**Required action**
The lines to copy are those in the records below that hold the word "MasterConfig".

Data extract Start Marker

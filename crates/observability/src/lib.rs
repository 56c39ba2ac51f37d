//! Observability infrastructure for Tickforge
//!
//! This crate provides:
//! - Structured logging via tracing
//! - Prometheus metrics
//! - Metric helpers for the data path and the HTTP surface
//!
//! # Quick Start
//!
//! ```ignore
//! use observability::{init_logging, LogFormat};
//!
//! // Initialize logging
//! init_logging("tickforge", LogFormat::Pretty)?;
//!
//! // Initialize metrics (optional)
//! observability::metrics::init_metrics(9090)?;
//! ```

pub mod logging;
pub mod metrics;

pub use logging::{init_logging, init_logging_named, LogFormat};
pub use metrics::{init_metrics, CallOutcome, DataMetrics, RequestMetrics};
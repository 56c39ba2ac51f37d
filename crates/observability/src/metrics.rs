//! Prometheus metrics
//!
//! Metrics are recorded through the `metrics` facade. Without an installed
//! exporter every call is a no-op, so library code records unconditionally and
//! only the binary decides whether to call [`init_metrics`].

use metrics::{counter, gauge, histogram, Counter, Histogram};
use metrics_exporter_prometheus::PrometheusBuilder;
use std::net::SocketAddr;
use std::time::{Duration, Instant};

/// Start the Prometheus exporter, serving `/metrics` on `port`.
pub fn init_metrics(port: u16) -> anyhow::Result<()> {
    let addr: SocketAddr = format!("0.0.0.0:{}", port).parse()?;

    PrometheusBuilder::new()
        .with_http_listener(addr)
        .install()?;

    tracing::info!(%addr, "Metrics server listening");
    Ok(())
}

/// How a data-path call ended.
#[derive(Debug, Clone, Copy, PartialEq, Eq)]
pub enum CallOutcome {
    Ok,
    NotFound,
    NoData,
    Upstream,
    Invalid,
}

impl CallOutcome {
    pub fn as_str(&self) -> &'static str {
        match self {
            CallOutcome::Ok => "ok",
            CallOutcome::NotFound => "not_found",
            CallOutcome::NoData => "no_data",
            CallOutcome::Upstream => "upstream_error",
            CallOutcome::Invalid => "invalid",
        }
    }
}

/// Metrics for underlying and options data generation.
///
/// * `tickforge_data_calls_total{provider, operation, outcome}`
/// * `tickforge_upstream_latency_seconds{provider, interval}`
/// * `tickforge_reference_symbols`
/// * `tickforge_intraday_degraded_total{provider}`
#[derive(Debug, Clone)]
pub struct DataMetrics {
    provider: String,
}

impl DataMetrics {
    /// Metrics labelled with the active provider (`live`, `synthetic`).
    pub fn new(provider: &str) -> Self {
        Self {
            provider: provider.to_string(),
        }
    }

    pub fn provider(&self) -> &str {
        &self.provider
    }

    /// Count one completed operation.
    pub fn record_call(&self, operation: &'static str, outcome: CallOutcome) {
        counter!(
            "tickforge_data_calls_total",
            "provider" => self.provider.clone(),
            "operation" => operation,
            "outcome" => outcome.as_str()
        )
        .increment(1);
    }

    /// Record one round trip to an upstream candle source.
    pub fn record_upstream_latency(&self, interval: &'static str, elapsed: Duration) {
        histogram!(
            "tickforge_upstream_latency_seconds",
            "provider" => self.provider.clone(),
            "interval" => interval
        )
        .record(elapsed.as_secs_f64());
    }

    /// An intraday fetch failed and the daily record went out without it.
    pub fn record_intraday_degraded(&self) {
        counter!("tickforge_intraday_degraded_total", "provider" => self.provider.clone())
            .increment(1);
    }

    /// Size of the currently published reference table.
    pub fn set_reference_symbols(&self, count: usize) {
        gauge!("tickforge_reference_symbols").set(count as f64);
    }
}

/// Per-route HTTP request metrics for the API gateway.
///
/// * `tickforge_http_requests_total{route, status}`
/// * `tickforge_http_request_duration_seconds{route}`
#[derive(Clone)]
pub struct RequestMetrics {
    route: String,
    duration: Histogram,
}

impl RequestMetrics {
    pub fn new(route: &str) -> Self {
        Self {
            route: route.to_string(),
            duration: histogram!("tickforge_http_request_duration_seconds", "route" => route.to_string()),
        }
    }

    fn requests(&self, status: u16) -> Counter {
        counter!(
            "tickforge_http_requests_total",
            "route" => self.route.clone(),
            "status" => status.to_string()
        )
    }

    /// Record a completed request.
    pub fn record(&self, status: u16, elapsed: Duration) {
        self.requests(status).increment(1);
        self.duration.record(elapsed.as_secs_f64());
    }

    /// Start timing a request; the guard records on drop.
    pub fn start(&self) -> RequestTimer<'_> {
        RequestTimer {
            metrics: self,
            start: Instant::now(),
            status: 200,
        }
    }

    pub fn route(&self) -> &str {
        &self.route
    }
}

/// Records the elapsed time of a request when dropped.
pub struct RequestTimer<'a> {
    metrics: &'a RequestMetrics,
    start: Instant,
    status: u16,
}

impl RequestTimer<'_> {
    /// Set the status code recorded on drop.
    pub fn set_status(&mut self, status: u16) {
        self.status = status;
    }
}

impl Drop for RequestTimer<'_> {
    fn drop(&mut self) {
        self.metrics.record(self.status, self.start.elapsed());
    }
}

#[cfg(test)]
mod tests {
    use super::*;

    #[test]
    fn test_recording_without_exporter_is_noop() {
        let metrics = DataMetrics::new("synthetic");
        metrics.record_call("get_daily", CallOutcome::Ok);
        metrics.record_upstream_latency("day", Duration::from_millis(5));
        metrics.record_intraday_degraded();
        metrics.set_reference_symbols(10);
        assert_eq!(metrics.provider(), "synthetic");
    }

    #[test]
    fn test_request_timer() {
        let metrics = RequestMetrics::new("/api/v1/stock/data");
        {
            let mut timer = metrics.start();
            timer.set_status(404);
        }
        assert_eq!(metrics.route(), "/api/v1/stock/data");
    }

    #[test]
    fn test_outcome_labels() {
        assert_eq!(CallOutcome::Upstream.as_str(), "upstream_error");
        assert_eq!(CallOutcome::NoData.as_str(), "no_data");
    }
}
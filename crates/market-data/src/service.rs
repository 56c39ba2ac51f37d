//! The data access facade.
//!
//! One [`SeriesGenerator`] is chosen at startup and every call goes through it.

use crate::error::{MarketDataError, MarketDataResult};
use crate::generator::SeriesGenerator;
use crate::live::LiveSeriesGenerator;
use crate::session::TradingSession;
use crate::source::{CandleSource, HttpCandleSource};
use crate::synthetic::SyntheticSeriesGenerator;
use crate::types::{Bar, DailyRecord, UnderlyingType};
use chrono::NaiveDate;
use config::{MasterConfig, ProviderKind};
use instrument::InstrumentResolver;
use observability::{CallOutcome, DataMetrics};
use std::fmt;
use std::sync::Arc;
use std::time::Duration;
use tracing::info;

/// Entry point for underlying market data.
#[derive(Clone)]
pub struct MarketDataService {
    generator: Arc<dyn SeriesGenerator>,
    metrics: DataMetrics,
}

impl fmt::Debug for MarketDataService {
    fn fmt(&self, f: &mut fmt::Formatter<'_>) -> fmt::Result {
        f.debug_struct("MarketDataService")
            .field("provider", &self.generator.name())
            .finish()
    }
}

impl MarketDataService {
    pub fn new(generator: Arc<dyn SeriesGenerator>) -> Self {
        let metrics = DataMetrics::new(generator.name());
        Self { generator, metrics }
    }

    /// Facade over the live candle source.
    pub fn live(resolver: Arc<InstrumentResolver>, source: Arc<dyn CandleSource>) -> Self {
        Self::new(Arc::new(LiveSeriesGenerator::new(resolver, source)))
    }

    /// Facade over the random-walk generator.
    pub fn synthetic(seed: Option<u64>, session: TradingSession) -> Self {
        Self::new(Arc::new(SyntheticSeriesGenerator::new(seed, session)))
    }

    /// Build the strategy named by `config.provider`.
    ///
    /// The resolver is only consulted by the live strategy; it is expected to
    /// be loaded (or left empty after a failed load) before requests arrive.
    pub fn from_config(config: &MasterConfig, resolver: Arc<InstrumentResolver>) -> MarketDataResult<Self> {
        let service = match config.provider {
            ProviderKind::Live => {
                let live = &config.live;
                let source = HttpCandleSource::new(
                    &live.candle_base_url,
                    Duration::from_secs(live.timeout_seconds),
                    &live.user_agent,
                )?;
                Self::live(resolver, Arc::new(source))
            }
            ProviderKind::Synthetic => {
                let session = TradingSession::from_config(&config.synthetic)?;
                Self::synthetic(config.synthetic.seed, session)
            }
        };

        info!(provider = service.provider_name(), "Market data provider selected");
        Ok(service)
    }

    /// Name of the active strategy.
    pub fn provider_name(&self) -> &'static str {
        self.generator.name()
    }

    /// Daily record for any underlying type.
    pub async fn get_daily(
        &self,
        underlying: UnderlyingType,
        symbol: &str,
        date: NaiveDate,
        timewise: bool,
    ) -> MarketDataResult<DailyRecord> {
        let result = self
            .generator
            .get_daily(underlying, symbol, date, timewise)
            .await;
        self.record("get_daily", &result);
        result
    }

    /// Intraday bars only.
    pub async fn get_intraday(
        &self,
        underlying: UnderlyingType,
        symbol: &str,
        date: NaiveDate,
    ) -> MarketDataResult<Vec<Bar>> {
        let result = self.generator.get_intraday(underlying, symbol, date).await;
        self.record("get_intraday", &result);
        result
    }

    pub async fn get_stock_data(&self, symbol: &str, date: NaiveDate, timewise: bool) -> MarketDataResult<DailyRecord> {
        self.get_daily(UnderlyingType::Stock, symbol, date, timewise)
            .await
    }

    pub async fn get_sector_data(&self, symbol: &str, date: NaiveDate, timewise: bool) -> MarketDataResult<DailyRecord> {
        self.get_daily(UnderlyingType::Sector, symbol, date, timewise)
            .await
    }

    fn record<T>(&self, operation: &'static str, result: &Result<T, MarketDataError>) {
        let outcome = match result {
            Ok(_) => CallOutcome::Ok,
            Err(e) => e.outcome(),
        };
        self.metrics.record_call(operation, outcome);
    }
}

Data extract End Marker

**Solution to this problem**
use config::{MasterConfig, ProviderKind};
    pub fn from_config(config: &MasterConfig, resolver: Arc<InstrumentResolver>) -> MarketDataResult<Self> {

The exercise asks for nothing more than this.